→ WHAT THE TASK ASKS: From the data that follows, print exactly the lines starting at the one containing "self.stream.as_mut().ok_or_else(not_connected)" and ending at the one containing "across subcommand steps."; include both of them and nothing more.

→ RAW DATA:
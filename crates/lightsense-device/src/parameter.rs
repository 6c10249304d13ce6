//! Channel parameters as known to the host.

use lightsense_protocol::{ChannelParam, FromResponse, CHANNEL_COUNT};
use serde::Serialize;
use std::fmt;
use std::str::FromStr;

use crate::error::{DeviceError, DeviceResult};

/// Number of configuration slots on the instrument.
pub const NUM_CHANNELS: u8 = CHANNEL_COUNT;

/// A parameter value as last observed.
#[derive(Debug, Clone, Copy, PartialEq, Serialize)]
#[serde(rename_all = "snake_case")]
pub enum Parameter<T> {
    /// Not read from the instrument yet.
    Unread,
    /// Read, and the instrument holds no value (`NA`/`NONE`).
    Unset,
    /// Read (or written) value.
    Present(T),
}

impl<T> Default for Parameter<T> {
    fn default() -> Self {
        Parameter::Unread
    }
}

impl<T> Parameter<T> {
    /// State after a read or write: `None` means the instrument holds no value.
    pub fn from_read(value: Option<T>) -> Self {
        match value {
            Some(v) => Parameter::Present(v),
            None => Parameter::Unset,
        }
    }

    /// The value, if present.
    pub fn value(&self) -> Option<&T> {
        match self {
            Parameter::Present(v) => Some(v),
            _ => None,
        }
    }

    pub fn is_present(&self) -> bool {
        matches!(self, Parameter::Present(_))
    }

    pub fn is_unread(&self) -> bool {
        matches!(self, Parameter::Unread)
    }

    /// Mark the value cleared.
    pub fn clear(&mut self) {
        *self = Parameter::Unset;
    }
}

impl<T: fmt::Display> fmt::Display for Parameter<T> {
    fn fmt(&self, f: &mut fmt::Formatter<'_>) -> fmt::Result {
        match self {
            Parameter::Unread => f.write_str("?"),
            Parameter::Unset => f.write_str("-"),
            Parameter::Present(v) => write!(f, "{}", v),
        }
    }
}

/// Snapshot of one channel slot.
#[derive(Debug, Clone, PartialEq, Serialize)]
pub struct ChannelConfig {
    pub channel: u8,
    pub wavelength: Parameter<u16>,
    pub zero_error: Parameter<i16>,
    pub gain_error: Parameter<f64>,
}

impl ChannelConfig {
    /// A slot with nothing read yet.
    pub fn new(channel: u8) -> Self {
        ChannelConfig {
            channel,
            wavelength: Parameter::Unread,
            zero_error: Parameter::Unread,
            gain_error: Parameter::Unread,
        }
    }

    /// The firmware only produces values when both corrections are set.
    pub fn is_measurable(&self) -> bool {
        self.zero_error.is_present() && self.gain_error.is_present()
    }
}

/// Snapshot of every slot plus the voltage reference state.
#[derive(Debug, Clone, PartialEq, Serialize)]
pub struct DeviceSnapshot {
    pub channels: Vec<ChannelConfig>,
    /// `NA` from the instrument reads as not calibrated.
    pub reference_calibrated: bool,
}

/// Check a channel index against the slot count.
pub fn check_channel(channel: u8) -> DeviceResult<()> {
    if channel < NUM_CHANNELS {
        Ok(())
    } else {
        Err(DeviceError::InvalidChannel {
            channel,
            count: NUM_CHANNELS,
        })
    }
}

/// Parse user text for a parameter. Blank text means "clear".
pub fn parse_value<T>(param: ChannelParam, text: &str) -> DeviceResult<Option<T>>
where
    T: FromStr + FromResponse,
{
    let text = text.trim();
    if text.is_empty() {
        return Ok(None);
    }
    text.parse().map(Some).map_err(|_| DeviceError::InvalidParameter {
        param: param.as_str(),
        text: text.to_string(),
        expected: T::EXPECTED,
    })
}
//! Links to real and simulated instruments.
//!
//! Each subcommand opens a fresh link through [`Transport`], which picks the
//! serial port, a TCP bridge, or the in-memory instrument.

use lightsense_device::Connector;
use lightsense_protocol::{timeout_as_empty, Link};
use lightsense_sim::SharedInstrument;
use serialport::SerialPort;
use std::io::{self, Read, Write};
use std::net::{Shutdown, TcpStream};
use std::time::Duration;
use tracing::debug;

use crate::config::TransportConfig;
use crate::error::{RunnerError, RunnerResult};

fn not_connected() -> io::Error {
    io::Error::new(io::ErrorKind::NotConnected, "link closed")
}

// ============================================================================
// Serial
// ============================================================================

/// A serial port link.
pub struct SerialLink {
    path: String,
    port: Option<Box<dyn SerialPort>>,
    timeout: Duration,
}

impl SerialLink {
    pub fn open(path: &str, baud_rate: u32, timeout: Duration) -> io::Result<Self> {
        let port = serialport::new(path, baud_rate)
            .timeout(timeout)
            .open()
            .map_err(io::Error::from)?;
        debug!("SerialLink[{}]: opened at {} baud", path, baud_rate);
        Ok(SerialLink {
            path: path.to_string(),
            port: Some(port),
            timeout,
        })
    }

    fn port(&mut self) -> io::Result<&mut Box<dyn SerialPort>> {
        self.port.as_mut().ok_or_else(not_connected)
    }
}

impl Link for SerialLink {
    fn read_chunk(&mut self, buf: &mut [u8]) -> io::Result<usize> {
        timeout_as_empty(self.port()?.read(buf))
    }

    fn write_all(&mut self, data: &[u8]) -> io::Result<()> {
        let port = self.port()?;
        Write::write_all(port, data)?;
        port.flush()
    }

    fn read_timeout(&self) -> Duration {
        self.timeout
    }

    fn close(&mut self) -> io::Result<()> {
        if let Some(mut port) = self.port.take() {
            port.flush()?;
        }
        Ok(())
    }

    fn describe(&self) -> String {
        self.path.clone()
    }
}

// ============================================================================
// TCP
// ============================================================================

/// A UART exposed on a TCP socket.
pub struct TcpLink {
    addr: String,
    stream: Option<TcpStream>,
    timeout: Duration,
}

impl TcpLink {
    pub fn connect(addr: &str, timeout: Duration) -> io::Result<Self> {
        let stream = TcpStream::connect(addr)?;
        stream.set_read_timeout(Some(timeout))?;
        stream.set_nodelay(true)?;
        debug!("TcpLink[{}]: connected", addr);
        Ok(TcpLink {
            addr: addr.to_string(),
            stream: Some(stream),
            timeout,
        })
    }

    fn stream(&mut self) -> io::Result<&mut TcpStream> {
        self.stream.as_mut().ok_or_else(not_connected)
    }
}

impl Link for TcpLink {
    fn read_chunk(&mut self, buf: &mut [u8]) -> io::Result<usize> {
        if buf.is_empty() {
            return Ok(0);
        }
        match self.stream()?.read(buf) {
            // A zero-length read on a socket is the peer hanging up.
            Ok(0) => Err(io::Error::new(
                io::ErrorKind::UnexpectedEof,
                "connection closed by peer",
            )),
            other => timeout_as_empty(other),
        }
    }

    fn write_all(&mut self, data: &[u8]) -> io::Result<()> {
        Write::write_all(self.stream()?, data)
    }

    fn read_timeout(&self) -> Duration {
        self.timeout
    }

    fn close(&mut self) -> io::Result<()> {
        match self.stream.take() {
            Some(stream) => match stream.shutdown(Shutdown::Both) {
                Err(e) if e.kind() != io::ErrorKind::NotConnected => Err(e),
                _ => Ok(()),
            },
            None => Ok(()),
        }
    }

    fn describe(&self) -> String {
        format!("tcp://{}", self.addr)
    }
}

// ============================================================================
// Transport Selection
// ============================================================================

/// The configured way of reaching the instrument.
#[derive(Debug, Clone)]
pub enum Transport {
    Serial {
        path: String,
        baud_rate: u32,
        timeout: Duration,
    },
    Tcp {
        addr: String,
        timeout: Duration,
    },
    /// One simulated instrument shared by every link opened, so state
    /// persists across subcommand steps.
    Simulated(SharedInstrument),
}

impl Transport {
    pub fn from_config(config: &TransportConfig) -> RunnerResult<Self> {
        let timeout = Duration::from_millis(config.timeout_ms);
        match (&config.port, &config.tcp, config.simulate) {
            (Some(path), None, false) => Ok(Transport::Serial {
                path: path.clone(),
                baud_rate: config.baud_rate,
                timeout,
            }),
            (None, Some(addr), false) => Ok(Transport::Tcp {
                addr: addr.clone(),
                timeout,
            }),
            (None, None, true) => Ok(Transport::Simulated(SharedInstrument::new(
                config.sim.clone(),
            ))),
            (None, None, false) => Err(RunnerError::NoTransport),
            _ => Err(RunnerError::ConflictingTransports),
        }
    }
}

impl Connector for Transport {
    type Link = Box<dyn Link>;

    fn connect(&self) -> io::Result<Box<dyn Link>> {
        let link: Box<dyn Link> = match self {
            Transport::Serial {
                path,
                baud_rate,
                timeout,
            } => Box::new(SerialLink::open(path, *baud_rate, *timeout)?),
            Transport::Tcp { addr, timeout } => Box::new(TcpLink::connect(addr, *timeout)?),
            Transport::Simulated(shared) => Box::new(shared.open_link()),
        };
        Ok(link)
    }

    fn describe(&self) -> String {
        match self {
            Transport::Serial { path, .. } => path.clone(),
            Transport::Tcp { addr, .. } => format!("tcp://{}", addr),
            Transport::Simulated(_) => "simulated".to_string(),
        }
    }
}

#[cfg(test)]
mod tests {
    use super::*;
    use std::net::TcpListener;

    fn transport_config() -> TransportConfig {
        TransportConfig::default()
    }

    #[test]
    fn test_transport_selection() {
        assert!(matches!(
            Transport::from_config(&transport_config()),
            Err(RunnerError::NoTransport)
        ));

        let serial = TransportConfig {
            port: Some("/dev/ttyUSB0".to_string()),
            ..transport_config()
        };
        match Transport::from_config(&serial).unwrap() {
            Transport::Serial {
                baud_rate, timeout, ..
            } => {
                assert_eq!(baud_rate, 19200);
                assert_eq!(timeout, Duration::from_secs(1));
            }
            other => panic!("expected serial, got {:?}", other),
        }

        let both = TransportConfig {
            port: Some("/dev/ttyUSB0".to_string()),
            simulate: true,
            ..transport_config()
        };
        assert!(matches!(
            Transport::from_config(&both),
            Err(RunnerError::ConflictingTransports)
        ));
    }

    #[test]
    fn test_tcp_link_round_trip() {
        let listener = TcpListener::bind("127.0.0.1:0").unwrap();
        let addr = listener.local_addr().unwrap().to_string();
        let server = std::thread::spawn(move || {
            let (mut socket, _) = listener.accept().unwrap();
            let mut buf = [0u8; 5];
            socket.read_exact(&mut buf).unwrap();
            assert_eq!(&buf, b"nop\r\n");
            socket.write_all(b"OK\r\n").unwrap();
        });

        let mut link = TcpLink::connect(&addr, Duration::from_millis(500)).unwrap();
        link.write_all(b"nop\r\n").unwrap();
        let mut received = Vec::new();
        let mut buf = [0u8; 16];
        while !received.ends_with(b"\r\n") {
            let n = link.read_chunk(&mut buf).unwrap();
            received.extend_from_slice(&buf[..n]);
        }
        assert_eq!(received, b"OK\r\n");
        server.join().unwrap();

        // The server has hung up.
        assert_eq!(
            link.read_chunk(&mut buf).unwrap_err().kind(),
            io::ErrorKind::UnexpectedEof
        );
        link.close().unwrap();
        assert_eq!(
            link.write_all(b"nop\r\n").unwrap_err().kind(),
            io::ErrorKind::NotConnected
        );
    }

    #[test]
    fn test_tcp_read_timeout_is_empty() {
        let listener = TcpListener::bind("127.0.0.1:0").unwrap();
        let addr = listener.local_addr().unwrap().to_string();
        let mut link = TcpLink::connect(&addr, Duration::from_millis(20)).unwrap();
        let (_socket, _) = listener.accept().unwrap();
        assert_eq!(link.read_chunk(&mut [0u8; 8]).unwrap(), 0);
    }

    #[test]
    fn test_simulated_links_share_instrument() {
        let transport = Transport::from_config(&TransportConfig {
            simulate: true,
            ..transport_config()
        })
        .unwrap();
        let mut first = transport.connect().unwrap();
        first.write_all(b"conf_select:3\r\nnop\r\n").unwrap();
        first.close().unwrap();
        match &transport {
            Transport::Simulated(shared) => {
                assert_eq!(shared.lock().selected(), Some(3));
                assert_eq!(shared.links_opened(), 1);
            }
            other => panic!("expected simulated, got {:?}", other),
        }
        assert_eq!(transport.describe(), "simulated");
    }
}
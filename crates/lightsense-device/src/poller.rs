//! Background measurement polling.
//!
//! The poller owns a dedicated connection and a worker thread that samples
//! the selected channel in a loop. The caller reads the latest value at its
//! own pace through short locked accessors, and stops the loop with a
//! cancellation flag that the worker checks between samples.

use lightsense_metrics::{metric_defs, MetricLabels};
use lightsense_protocol::{ClientConfig, Link, ProtocolClient, SampleOutcome};
use parking_lot::Mutex;
use serde::{Deserialize, Serialize};
use std::fmt;
use std::sync::atomic::{AtomicBool, Ordering};
use std::sync::Arc;
use std::thread::{self, JoinHandle};
use std::time::Duration;
use tracing::{debug, info, warn};

use crate::error::{DeviceError, DeviceResult, MeasurementError};
use crate::parameter::check_channel;
use crate::session::{connect, Connector, DeviceSession};
use crate::sink::ValueSink;

/// Poller settings.
#[derive(Debug, Clone, PartialEq, Serialize, Deserialize)]
#[serde(default)]
pub struct PollerConfig {
    /// Client settings for the poller's connection.
    pub client: ClientConfig,
    /// Require a calibrated voltage reference before starting, so the
    /// instrument checks the supply on every sample.
    pub check_voltage: bool,
    /// Pause between samples. Zero samples as fast as the instrument answers.
    pub sample_interval_ms: u64,
}

impl Default for PollerConfig {
    fn default() -> Self {
        PollerConfig {
            client: ClientConfig::default(),
            check_voltage: false,
            sample_interval_ms: 0,
        }
    }
}

/// Lifecycle of a poller.
#[derive(Debug, Clone, Copy, PartialEq, Eq)]
pub enum PollerState {
    Idle,
    Starting,
    Running,
    Stopping,
    Finished,
}

impl PollerState {
    pub fn as_str(&self) -> &'static str {
        match self {
            PollerState::Idle => "idle",
            PollerState::Starting => "starting",
            PollerState::Running => "running",
            PollerState::Stopping => "stopping",
            PollerState::Finished => "finished",
        }
    }
}

impl fmt::Display for PollerState {
    fn fmt(&self, f: &mut fmt::Formatter<'_>) -> fmt::Result {
        f.write_str(self.as_str())
    }
}

/// What [`MeasurementPoller::start`] did.
#[derive(Debug, Clone, Copy, PartialEq, Eq)]
pub enum StartOutcome {
    /// A new measurement loop is running.
    Started,
    /// A loop was already starting or running; nothing changed.
    AlreadyRunning,
}

/// Called on the worker thread once the loop has ended and the connection
/// is closed, with the terminal error if there was one.
pub type FinishedCallback = Box<dyn FnOnce(Option<MeasurementError>) + Send>;

/// Fields guarded by the measurement mutex.
#[derive(Debug)]
struct Measurement {
    state: PollerState,
    value: Option<f64>,
    error: Option<MeasurementError>,
    samples: u64,
}

/// State shared between the caller and the worker thread.
struct SharedState {
    measurement: Mutex<Measurement>,
    sink: Mutex<Option<Box<dyn ValueSink>>>,
    stop_flag: AtomicBool,
}

impl SharedState {
    fn new() -> Self {
        SharedState {
            measurement: Mutex::new(Measurement {
                state: PollerState::Idle,
                value: None,
                error: None,
                samples: 0,
            }),
            sink: Mutex::new(None),
            stop_flag: AtomicBool::new(false),
        }
    }

    fn state(&self) -> PollerState {
        self.measurement.lock().state
    }

    fn set_state(&self, state: PollerState) {
        self.measurement.lock().state = state;
    }

    fn publish(&self, value: f64) {
        let mut m = self.measurement.lock();
        m.value = Some(value);
        m.samples += 1;
    }

    /// Keep the first terminal error.
    fn record_error(&self, error: MeasurementError) {
        let mut m = self.measurement.lock();
        if m.error.is_none() {
            m.error = Some(error);
        }
    }

    fn error(&self) -> Option<MeasurementError> {
        self.measurement.lock().error.clone()
    }

    /// Raise the stop flag; a running loop reports `Stopping` from here on.
    fn stop(&self) {
        self.stop_flag.store(true, Ordering::Relaxed);
        let mut m = self.measurement.lock();
        if m.state == PollerState::Running {
            m.state = PollerState::Stopping;
        }
    }

    fn should_stop(&self) -> bool {
        self.stop_flag.load(Ordering::Relaxed)
    }

    /// Swap the sink, returning the previous one.
    fn replace_sink(&self, sink: Option<Box<dyn ValueSink>>) -> Option<Box<dyn ValueSink>> {
        std::mem::replace(&mut *self.sink.lock(), sink)
    }

    fn forward(&self, value: f64) -> std::io::Result<()> {
        match self.sink.lock().as_mut() {
            Some(sink) => sink.write_value(value),
            None => Ok(()),
        }
    }
}

fn close_sink(sink: Option<Box<dyn ValueSink>>) {
    if let Some(mut sink) = sink {
        if let Err(e) = sink.close() {
            warn!("MeasurementPoller: failed to close sink {}: {}", sink.describe(), e);
        }
    }
}

/// Samples one channel on a background thread.
pub struct MeasurementPoller {
    config: PollerConfig,
    shared: Arc<SharedState>,
    thread_handle: Option<JoinHandle<()>>,
    on_finished: Option<FinishedCallback>,
}

impl MeasurementPoller {
    /// An idle poller.
    pub fn new(config: PollerConfig) -> Self {
        MeasurementPoller {
            config,
            shared: Arc::new(SharedState::new()),
            thread_handle: None,
            on_finished: None,
        }
    }

    /// Register a callback for the next run. It is consumed by that run.
    pub fn on_finished<F>(&mut self, callback: F)
    where
        F: FnOnce(Option<MeasurementError>) + Send + 'static,
    {
        self.on_finished = Some(Box::new(callback));
    }

    pub fn config(&self) -> &PollerConfig {
        &self.config
    }

    /// Current lifecycle state.
    pub fn state(&self) -> PollerState {
        self.shared.state()
    }

    pub fn is_running(&self) -> bool {
        matches!(self.state(), PollerState::Starting | PollerState::Running)
    }

    /// Latest sampled value, if any.
    pub fn sample(&self) -> Option<f64> {
        self.shared.measurement.lock().value
    }

    /// Values published by the current run.
    pub fn samples_taken(&self) -> u64 {
        self.shared.measurement.lock().samples
    }

    /// Terminal error recorded so far, without waiting.
    pub fn error(&self) -> Option<MeasurementError> {
        self.shared.error()
    }

    /// Attach, replace or (with `None`) detach the sink. The previous sink is
    /// closed. Takes effect from the next sample.
    pub fn set_sink(&self, sink: Option<Box<dyn ValueSink>>) {
        if let Some(sink) = &sink {
            debug!("MeasurementPoller: attaching sink {}", sink.describe());
        }
        close_sink(self.shared.replace_sink(sink));
    }

    /// Open a connection, select `channel` and start measuring on a worker
    /// thread.
    ///
    /// Fails without leaving Idle if the connection, handshake, channel
    /// selection, voltage reference check or `meas_start` fails; the
    /// connection is closed in that case.
    pub fn start<C: Connector>(
        &mut self,
        connector: &C,
        channel: u8,
        sink: Option<Box<dyn ValueSink>>,
    ) -> DeviceResult<StartOutcome> {
        if self.is_running() {
            debug!("MeasurementPoller: start ignored, already {}", self.state());
            return Ok(StartOutcome::AlreadyRunning);
        }
        check_channel(channel)?;

        // Reap a finished run before reusing the poller.
        self.request_stop_and_join();
        self.shared = Arc::new(SharedState::new());
        self.shared.set_state(PollerState::Starting);

        let link = match connect(connector) {
            Ok(link) => link,
            Err(e) => {
                self.shared.set_state(PollerState::Idle);
                return Err(e);
            }
        };
        let mut session = DeviceSession::new(link, self.config.client.clone());
        if let Err(e) = self.prepare(&mut session, channel) {
            warn!(
                "MeasurementPoller[{}]: failed to start on channel {}: {}",
                connector.describe(),
                channel,
                e
            );
            session.close();
            self.shared.set_state(PollerState::Idle);
            return Err(e);
        }

        let client = session.into_client();
        let labels = MetricLabels::new(client.device()).with_channel(channel);
        let interval = Duration::from_millis(self.config.sample_interval_ms);
        let shared = Arc::clone(&self.shared);
        let on_finished = self.on_finished.take();
        shared.replace_sink(sink);
        shared.set_state(PollerState::Running);

        let worker_shared = Arc::clone(&shared);
        let spawned = thread::Builder::new()
            .name(format!("lightsense-poller-{}", channel))
            .spawn(move || run_loop(client, worker_shared, labels, interval, on_finished));

        match spawned {
            Ok(handle) => {
                info!(
                    "MeasurementPoller[{}]: measuring channel {}",
                    connector.describe(),
                    channel
                );
                self.thread_handle = Some(handle);
                Ok(StartOutcome::Started)
            }
            Err(e) => {
                close_sink(shared.replace_sink(None));
                shared.set_state(PollerState::Idle);
                Err(DeviceError::Spawn(e))
            }
        }
    }

    fn prepare<L: Link>(&self, session: &mut DeviceSession<L>, channel: u8) -> DeviceResult<()> {
        session.handshake()?;
        if self.config.check_voltage {
            session.ensure_reference_calibrated()?;
        }
        session.select_channel(channel)?;
        session.client_mut().meas_start()?;
        Ok(())
    }

    /// Ask the loop to stop, wait for it, and return the terminal error.
    ///
    /// Returns immediately when nothing is running. Repeated calls return the
    /// same error.
    pub fn request_stop_and_join(&mut self) -> Option<MeasurementError> {
        self.shared.stop();
        if let Some(handle) = self.thread_handle.take() {
            if handle.join().is_err() {
                warn!("MeasurementPoller: worker thread panicked");
                self.shared.record_error(MeasurementError::ThreadPanicked);
                close_sink(self.shared.replace_sink(None));
                self.shared.set_state(PollerState::Finished);
            }
        }
        self.shared.error()
    }
}

impl Drop for MeasurementPoller {
    fn drop(&mut self) {
        self.request_stop_and_join();
    }
}

impl fmt::Debug for MeasurementPoller {
    fn fmt(&self, f: &mut fmt::Formatter<'_>) -> fmt::Result {
        f.debug_struct("MeasurementPoller")
            .field("state", &self.state())
            .field("config", &self.config)
            .finish()
    }
}

// ============================================================================
// Worker
// ============================================================================

fn run_loop<L: Link>(
    mut client: ProtocolClient<L>,
    shared: Arc<SharedState>,
    labels: MetricLabels,
    interval: Duration,
    on_finished: Option<FinishedCallback>,
) {
    let device = client.device().to_string();
    let metric_labels = labels.to_labels();

    let terminal = loop {
        if shared.should_stop() {
            break None;
        }
        match client.sample() {
            Ok(SampleOutcome::Value(value)) => {
                shared.publish(value);
                metrics::counter!(metric_defs::POLLER_SAMPLES.name, &metric_labels).increment(1);
                metrics::gauge!(metric_defs::POLLER_LAST_VALUE.name, &metric_labels).set(value);
                if let Err(e) = shared.forward(value) {
                    break Some(MeasurementError::Sink(Arc::new(e)));
                }
            }
            Ok(SampleOutcome::VoltageCheckFailed) => {
                break Some(MeasurementError::VoltageCheckFailed)
            }
            Ok(SampleOutcome::NoConfigurationSelected) => {
                break Some(MeasurementError::NoConfigurationSelected)
            }
            Ok(SampleOutcome::Failed(response)) => {
                break Some(MeasurementError::UnexpectedResponse(response))
            }
            Err(e) => break Some(MeasurementError::from(e)),
        }
        if !interval.is_zero() {
            thread::sleep(interval);
        }
    };

    shared.set_state(PollerState::Stopping);
    if let Some(error) = &terminal {
        warn!("MeasurementPoller[{}]: measurement ended: {}", device, error);
        let reason_labels = labels.with(&[("reason", error.reason().to_string())]);
        metrics::counter!(metric_defs::POLLER_TERMINAL_ERRORS.name, &reason_labels).increment(1);
        shared.record_error(error.clone());
    }

    // Best effort: the terminal error, if any, is what the caller sees.
    if let Err(e) = client.meas_stop() {
        debug!("MeasurementPoller[{}]: meas_stop failed: {}", device, e);
    }
    if let Err(e) = client.close() {
        warn!("MeasurementPoller[{}]: failed to close link: {}", device, e);
    }
    close_sink(shared.replace_sink(None));
    shared.set_state(PollerState::Finished);
    info!("MeasurementPoller[{}]: stopped", device);

    if let Some(callback) = on_finished {
        callback(shared.error());
    }
}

→ RESULT OF THE TASK:
        self.stream.as_mut().ok_or_else(not_connected)
    }
}

impl Link for TcpLink {
    fn read_chunk(&mut self, buf: &mut [u8]) -> io::Result<usize> {
        if buf.is_empty() {
            return Ok(0);
        }
        match self.stream()?.read(buf) {
            // A zero-length read on a socket is the peer hanging up.
            Ok(0) => Err(io::Error::new(
                io::ErrorKind::UnexpectedEof,
                "connection closed by peer",
            )),
            other => timeout_as_empty(other),
        }
    }

    fn write_all(&mut self, data: &[u8]) -> io::Result<()> {
        Write::write_all(self.stream()?, data)
    }

    fn read_timeout(&self) -> Duration {
        self.timeout
    }

    fn close(&mut self) -> io::Result<()> {
        match self.stream.take() {
            Some(stream) => match stream.shutdown(Shutdown::Both) {
                Err(e) if e.kind() != io::ErrorKind::NotConnected => Err(e),
                _ => Ok(()),
            },
            None => Ok(()),
        }
    }

    fn describe(&self) -> String {
        format!("tcp://{}", self.addr)
    }
}

// ============================================================================
// Transport Selection
// ============================================================================

/// The configured way of reaching the instrument.
#[derive(Debug, Clone)]
pub enum Transport {
    Serial {
        path: String,
        baud_rate: u32,
        timeout: Duration,
    },
    Tcp {
        addr: String,
        timeout: Duration,
    },
    /// One simulated instrument shared by every link opened, so state
    /// persists across subcommand steps.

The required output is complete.